In the listing below, locate the line containing "filename src/context.rs" and the line containing "instead of process-global". Output both of them and every line between, exactly as written, and nothing more.
━━━━━━━━
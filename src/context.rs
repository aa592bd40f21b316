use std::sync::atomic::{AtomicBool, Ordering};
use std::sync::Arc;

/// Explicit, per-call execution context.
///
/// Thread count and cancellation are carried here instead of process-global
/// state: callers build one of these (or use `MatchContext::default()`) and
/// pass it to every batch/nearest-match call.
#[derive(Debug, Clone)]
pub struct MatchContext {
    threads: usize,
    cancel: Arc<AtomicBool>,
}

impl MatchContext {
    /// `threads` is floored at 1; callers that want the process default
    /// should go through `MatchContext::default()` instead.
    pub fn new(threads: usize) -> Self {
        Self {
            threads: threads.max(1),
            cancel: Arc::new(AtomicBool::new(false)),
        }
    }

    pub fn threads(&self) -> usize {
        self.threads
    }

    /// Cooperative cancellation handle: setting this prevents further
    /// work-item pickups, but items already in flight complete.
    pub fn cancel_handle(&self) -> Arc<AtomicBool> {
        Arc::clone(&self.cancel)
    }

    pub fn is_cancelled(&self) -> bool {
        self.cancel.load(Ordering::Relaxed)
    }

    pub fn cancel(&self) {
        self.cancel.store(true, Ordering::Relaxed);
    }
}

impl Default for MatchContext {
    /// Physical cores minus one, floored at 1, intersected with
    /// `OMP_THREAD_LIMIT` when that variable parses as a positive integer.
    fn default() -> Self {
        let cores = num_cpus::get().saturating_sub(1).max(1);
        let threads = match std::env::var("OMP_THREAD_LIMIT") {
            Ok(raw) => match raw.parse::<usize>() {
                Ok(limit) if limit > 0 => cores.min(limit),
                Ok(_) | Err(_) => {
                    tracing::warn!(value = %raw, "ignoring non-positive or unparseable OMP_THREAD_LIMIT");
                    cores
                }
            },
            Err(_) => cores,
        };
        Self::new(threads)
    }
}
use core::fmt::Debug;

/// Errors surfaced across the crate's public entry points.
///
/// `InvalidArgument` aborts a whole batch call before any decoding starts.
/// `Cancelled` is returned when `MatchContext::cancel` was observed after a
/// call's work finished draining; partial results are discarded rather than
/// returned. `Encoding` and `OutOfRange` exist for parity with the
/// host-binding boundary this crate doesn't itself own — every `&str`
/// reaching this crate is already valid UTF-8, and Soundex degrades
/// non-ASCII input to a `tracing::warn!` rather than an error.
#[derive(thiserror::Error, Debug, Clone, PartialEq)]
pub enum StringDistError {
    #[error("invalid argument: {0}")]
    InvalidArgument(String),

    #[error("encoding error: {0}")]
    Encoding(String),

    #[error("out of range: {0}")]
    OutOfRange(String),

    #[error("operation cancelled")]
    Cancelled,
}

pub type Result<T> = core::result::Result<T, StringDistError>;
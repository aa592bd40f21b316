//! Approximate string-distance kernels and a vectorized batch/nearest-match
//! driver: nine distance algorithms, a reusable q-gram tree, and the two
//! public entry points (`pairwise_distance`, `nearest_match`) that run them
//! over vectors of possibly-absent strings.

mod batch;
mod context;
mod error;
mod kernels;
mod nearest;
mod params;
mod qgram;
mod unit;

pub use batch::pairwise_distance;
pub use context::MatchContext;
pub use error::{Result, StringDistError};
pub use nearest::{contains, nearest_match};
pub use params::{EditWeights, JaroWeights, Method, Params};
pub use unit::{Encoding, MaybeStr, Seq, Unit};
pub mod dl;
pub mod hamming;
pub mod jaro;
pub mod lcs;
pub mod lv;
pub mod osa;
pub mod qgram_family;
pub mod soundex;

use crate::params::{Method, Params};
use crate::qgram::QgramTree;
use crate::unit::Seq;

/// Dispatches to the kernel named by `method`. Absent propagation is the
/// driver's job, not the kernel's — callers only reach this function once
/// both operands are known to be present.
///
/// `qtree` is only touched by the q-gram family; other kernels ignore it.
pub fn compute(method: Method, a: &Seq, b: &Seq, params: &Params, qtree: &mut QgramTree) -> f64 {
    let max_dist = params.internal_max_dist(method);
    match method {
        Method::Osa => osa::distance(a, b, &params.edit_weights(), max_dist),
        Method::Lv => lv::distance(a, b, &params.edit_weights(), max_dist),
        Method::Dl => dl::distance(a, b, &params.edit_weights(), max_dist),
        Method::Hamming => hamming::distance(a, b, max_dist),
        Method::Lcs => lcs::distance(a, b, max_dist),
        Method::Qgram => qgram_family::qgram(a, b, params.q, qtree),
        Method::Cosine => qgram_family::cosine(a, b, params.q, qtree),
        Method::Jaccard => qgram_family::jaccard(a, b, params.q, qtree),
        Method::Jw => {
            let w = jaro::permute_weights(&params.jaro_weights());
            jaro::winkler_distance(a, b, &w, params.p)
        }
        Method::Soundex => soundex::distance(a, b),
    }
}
━━━━━━━━
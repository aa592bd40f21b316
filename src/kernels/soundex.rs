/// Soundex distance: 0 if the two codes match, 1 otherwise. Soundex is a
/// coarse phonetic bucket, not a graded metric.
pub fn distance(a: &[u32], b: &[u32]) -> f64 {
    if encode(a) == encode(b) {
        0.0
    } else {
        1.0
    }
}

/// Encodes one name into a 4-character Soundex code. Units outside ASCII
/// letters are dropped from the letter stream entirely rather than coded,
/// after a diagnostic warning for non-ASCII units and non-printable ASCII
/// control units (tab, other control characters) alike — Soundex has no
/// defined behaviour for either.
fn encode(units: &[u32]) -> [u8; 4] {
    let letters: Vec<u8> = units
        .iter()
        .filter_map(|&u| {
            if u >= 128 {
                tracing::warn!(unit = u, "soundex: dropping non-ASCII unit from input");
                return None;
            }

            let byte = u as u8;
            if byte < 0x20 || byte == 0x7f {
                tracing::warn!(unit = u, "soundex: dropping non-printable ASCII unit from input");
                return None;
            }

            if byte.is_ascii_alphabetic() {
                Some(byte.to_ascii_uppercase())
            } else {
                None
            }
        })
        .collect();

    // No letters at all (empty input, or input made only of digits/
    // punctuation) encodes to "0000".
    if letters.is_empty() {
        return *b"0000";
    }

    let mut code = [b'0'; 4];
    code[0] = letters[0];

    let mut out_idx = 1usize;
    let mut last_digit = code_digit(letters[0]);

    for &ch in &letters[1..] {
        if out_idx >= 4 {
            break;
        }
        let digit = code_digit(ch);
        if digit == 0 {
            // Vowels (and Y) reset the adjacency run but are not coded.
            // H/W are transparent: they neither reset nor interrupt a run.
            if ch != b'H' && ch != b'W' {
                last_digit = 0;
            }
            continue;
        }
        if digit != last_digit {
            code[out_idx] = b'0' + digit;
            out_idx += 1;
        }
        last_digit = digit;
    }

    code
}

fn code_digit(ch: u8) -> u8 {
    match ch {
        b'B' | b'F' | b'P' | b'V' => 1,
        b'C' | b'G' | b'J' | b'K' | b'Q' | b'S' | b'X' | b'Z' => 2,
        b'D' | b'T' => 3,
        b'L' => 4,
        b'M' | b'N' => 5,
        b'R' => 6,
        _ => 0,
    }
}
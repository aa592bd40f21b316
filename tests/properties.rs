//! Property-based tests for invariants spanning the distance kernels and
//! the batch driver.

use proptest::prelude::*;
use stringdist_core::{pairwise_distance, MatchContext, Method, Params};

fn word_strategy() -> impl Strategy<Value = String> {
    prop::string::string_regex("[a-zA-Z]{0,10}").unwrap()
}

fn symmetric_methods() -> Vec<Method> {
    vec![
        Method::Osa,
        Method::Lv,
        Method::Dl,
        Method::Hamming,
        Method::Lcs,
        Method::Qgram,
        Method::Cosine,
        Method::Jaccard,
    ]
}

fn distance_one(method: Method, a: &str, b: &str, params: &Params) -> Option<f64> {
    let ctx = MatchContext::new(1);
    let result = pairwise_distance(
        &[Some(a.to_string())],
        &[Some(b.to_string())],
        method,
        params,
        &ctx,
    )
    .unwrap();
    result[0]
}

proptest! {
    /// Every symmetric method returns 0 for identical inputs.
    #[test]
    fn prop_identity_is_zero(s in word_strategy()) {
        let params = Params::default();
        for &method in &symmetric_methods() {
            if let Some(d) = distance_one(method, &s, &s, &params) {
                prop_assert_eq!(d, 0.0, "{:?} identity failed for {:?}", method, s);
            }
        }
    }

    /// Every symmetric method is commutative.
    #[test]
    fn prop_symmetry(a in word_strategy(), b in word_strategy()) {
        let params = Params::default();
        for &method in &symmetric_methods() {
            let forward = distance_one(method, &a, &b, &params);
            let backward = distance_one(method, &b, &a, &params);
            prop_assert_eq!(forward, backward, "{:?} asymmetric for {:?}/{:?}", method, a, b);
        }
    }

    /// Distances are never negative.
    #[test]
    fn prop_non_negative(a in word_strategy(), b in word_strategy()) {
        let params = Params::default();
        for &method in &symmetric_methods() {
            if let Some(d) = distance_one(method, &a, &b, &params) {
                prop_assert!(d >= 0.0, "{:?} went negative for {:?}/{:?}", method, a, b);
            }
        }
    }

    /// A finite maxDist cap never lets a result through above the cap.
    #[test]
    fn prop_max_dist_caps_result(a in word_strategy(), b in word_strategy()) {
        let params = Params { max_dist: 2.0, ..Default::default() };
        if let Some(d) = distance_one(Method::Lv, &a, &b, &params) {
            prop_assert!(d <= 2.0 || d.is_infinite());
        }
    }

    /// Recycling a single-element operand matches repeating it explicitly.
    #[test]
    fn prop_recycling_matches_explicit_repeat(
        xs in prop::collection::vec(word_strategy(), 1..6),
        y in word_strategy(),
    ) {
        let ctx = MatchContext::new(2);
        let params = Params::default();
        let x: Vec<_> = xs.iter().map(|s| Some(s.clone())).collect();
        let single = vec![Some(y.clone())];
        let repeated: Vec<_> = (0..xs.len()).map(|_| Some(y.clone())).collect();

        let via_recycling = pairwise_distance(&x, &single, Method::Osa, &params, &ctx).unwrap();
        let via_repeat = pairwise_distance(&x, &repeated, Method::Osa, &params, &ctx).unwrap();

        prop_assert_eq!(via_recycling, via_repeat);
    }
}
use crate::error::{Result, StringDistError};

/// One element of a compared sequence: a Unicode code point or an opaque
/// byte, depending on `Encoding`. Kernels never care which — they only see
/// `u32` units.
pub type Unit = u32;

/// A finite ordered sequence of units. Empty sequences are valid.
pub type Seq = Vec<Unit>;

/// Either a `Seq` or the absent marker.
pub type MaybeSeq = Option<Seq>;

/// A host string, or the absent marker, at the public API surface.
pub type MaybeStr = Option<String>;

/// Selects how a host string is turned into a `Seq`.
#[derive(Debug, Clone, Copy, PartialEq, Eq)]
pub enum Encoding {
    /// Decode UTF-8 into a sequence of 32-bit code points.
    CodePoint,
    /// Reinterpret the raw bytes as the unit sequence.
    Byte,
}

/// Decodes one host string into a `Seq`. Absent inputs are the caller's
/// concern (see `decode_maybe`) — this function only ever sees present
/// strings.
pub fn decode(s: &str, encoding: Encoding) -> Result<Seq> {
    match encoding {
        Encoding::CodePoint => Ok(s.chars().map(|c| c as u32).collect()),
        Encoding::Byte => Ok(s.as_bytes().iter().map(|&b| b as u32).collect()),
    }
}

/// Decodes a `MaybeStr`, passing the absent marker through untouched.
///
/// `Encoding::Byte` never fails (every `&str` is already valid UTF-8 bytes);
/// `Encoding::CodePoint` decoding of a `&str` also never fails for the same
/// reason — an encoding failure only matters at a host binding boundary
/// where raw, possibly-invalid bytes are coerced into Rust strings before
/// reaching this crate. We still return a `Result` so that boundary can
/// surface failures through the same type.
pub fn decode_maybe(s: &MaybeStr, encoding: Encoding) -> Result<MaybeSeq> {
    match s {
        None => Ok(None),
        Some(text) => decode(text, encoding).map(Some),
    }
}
━━━━━━━━
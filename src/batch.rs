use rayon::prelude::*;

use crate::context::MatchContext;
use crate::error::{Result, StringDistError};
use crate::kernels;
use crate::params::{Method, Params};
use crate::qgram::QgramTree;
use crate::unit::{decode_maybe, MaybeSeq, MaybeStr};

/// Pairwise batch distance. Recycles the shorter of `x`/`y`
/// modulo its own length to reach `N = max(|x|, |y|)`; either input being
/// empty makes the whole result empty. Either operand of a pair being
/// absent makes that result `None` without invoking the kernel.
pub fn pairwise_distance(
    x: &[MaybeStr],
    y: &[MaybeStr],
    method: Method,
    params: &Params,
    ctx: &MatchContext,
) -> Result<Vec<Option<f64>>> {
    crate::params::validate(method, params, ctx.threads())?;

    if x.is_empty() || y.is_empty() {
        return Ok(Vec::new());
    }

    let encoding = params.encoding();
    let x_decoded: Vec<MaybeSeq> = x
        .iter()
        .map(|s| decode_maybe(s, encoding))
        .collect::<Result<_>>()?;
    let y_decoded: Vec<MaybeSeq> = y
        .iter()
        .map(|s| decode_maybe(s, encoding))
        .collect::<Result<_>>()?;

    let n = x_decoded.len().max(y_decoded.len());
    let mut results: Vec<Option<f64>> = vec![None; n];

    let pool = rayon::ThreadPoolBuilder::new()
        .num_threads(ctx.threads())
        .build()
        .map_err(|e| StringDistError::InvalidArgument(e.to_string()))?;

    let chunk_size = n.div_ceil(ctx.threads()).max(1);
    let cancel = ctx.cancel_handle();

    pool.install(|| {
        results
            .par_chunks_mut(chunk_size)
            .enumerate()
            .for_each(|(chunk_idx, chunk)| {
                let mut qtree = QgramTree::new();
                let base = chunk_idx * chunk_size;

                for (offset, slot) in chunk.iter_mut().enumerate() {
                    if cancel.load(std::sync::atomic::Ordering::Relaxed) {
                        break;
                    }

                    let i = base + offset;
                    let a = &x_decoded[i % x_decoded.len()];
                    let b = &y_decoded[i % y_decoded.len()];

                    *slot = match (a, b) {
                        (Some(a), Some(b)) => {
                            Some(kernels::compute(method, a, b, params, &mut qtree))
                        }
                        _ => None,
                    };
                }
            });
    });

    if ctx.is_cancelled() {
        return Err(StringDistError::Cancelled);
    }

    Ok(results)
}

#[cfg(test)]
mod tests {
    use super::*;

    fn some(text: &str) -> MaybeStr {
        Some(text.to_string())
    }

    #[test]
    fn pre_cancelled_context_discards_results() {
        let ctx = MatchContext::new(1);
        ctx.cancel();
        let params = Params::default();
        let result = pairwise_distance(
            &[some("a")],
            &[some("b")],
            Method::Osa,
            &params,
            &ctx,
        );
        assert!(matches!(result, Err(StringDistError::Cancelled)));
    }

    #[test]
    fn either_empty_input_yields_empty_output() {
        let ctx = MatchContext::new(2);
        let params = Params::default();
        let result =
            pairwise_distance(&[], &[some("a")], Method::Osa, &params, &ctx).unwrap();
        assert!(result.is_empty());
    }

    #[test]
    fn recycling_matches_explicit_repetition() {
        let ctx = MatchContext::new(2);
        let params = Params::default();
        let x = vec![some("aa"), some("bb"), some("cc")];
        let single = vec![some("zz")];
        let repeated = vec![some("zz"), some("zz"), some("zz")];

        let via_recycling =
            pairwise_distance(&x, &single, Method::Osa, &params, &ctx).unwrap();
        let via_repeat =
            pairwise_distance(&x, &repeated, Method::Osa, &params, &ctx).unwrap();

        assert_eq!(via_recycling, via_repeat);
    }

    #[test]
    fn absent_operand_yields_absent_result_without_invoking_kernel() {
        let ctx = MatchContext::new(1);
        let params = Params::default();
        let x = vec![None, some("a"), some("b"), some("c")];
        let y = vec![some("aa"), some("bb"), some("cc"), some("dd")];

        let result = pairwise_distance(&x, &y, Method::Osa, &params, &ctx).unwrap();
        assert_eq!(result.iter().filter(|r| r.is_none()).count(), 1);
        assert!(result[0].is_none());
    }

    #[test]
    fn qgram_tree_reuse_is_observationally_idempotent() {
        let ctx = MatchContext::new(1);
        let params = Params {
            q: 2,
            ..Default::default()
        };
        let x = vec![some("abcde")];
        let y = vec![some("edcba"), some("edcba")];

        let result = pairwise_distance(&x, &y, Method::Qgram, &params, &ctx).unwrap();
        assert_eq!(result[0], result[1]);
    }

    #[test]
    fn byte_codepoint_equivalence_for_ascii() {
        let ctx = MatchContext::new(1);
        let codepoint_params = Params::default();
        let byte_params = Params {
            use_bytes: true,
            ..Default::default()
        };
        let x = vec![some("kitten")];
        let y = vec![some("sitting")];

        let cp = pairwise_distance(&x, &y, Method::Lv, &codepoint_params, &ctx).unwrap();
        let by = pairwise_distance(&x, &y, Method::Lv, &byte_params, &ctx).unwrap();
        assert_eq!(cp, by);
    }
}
━━━━━━━━
## Written solution
filename src/context.rs
repository aa592bd40f21b316
use std::sync::atomic::{AtomicBool, Ordering};
use std::sync::Arc;

/// Explicit, per-call execution context.
///
/// Thread count and cancellation are carried here instead of process-global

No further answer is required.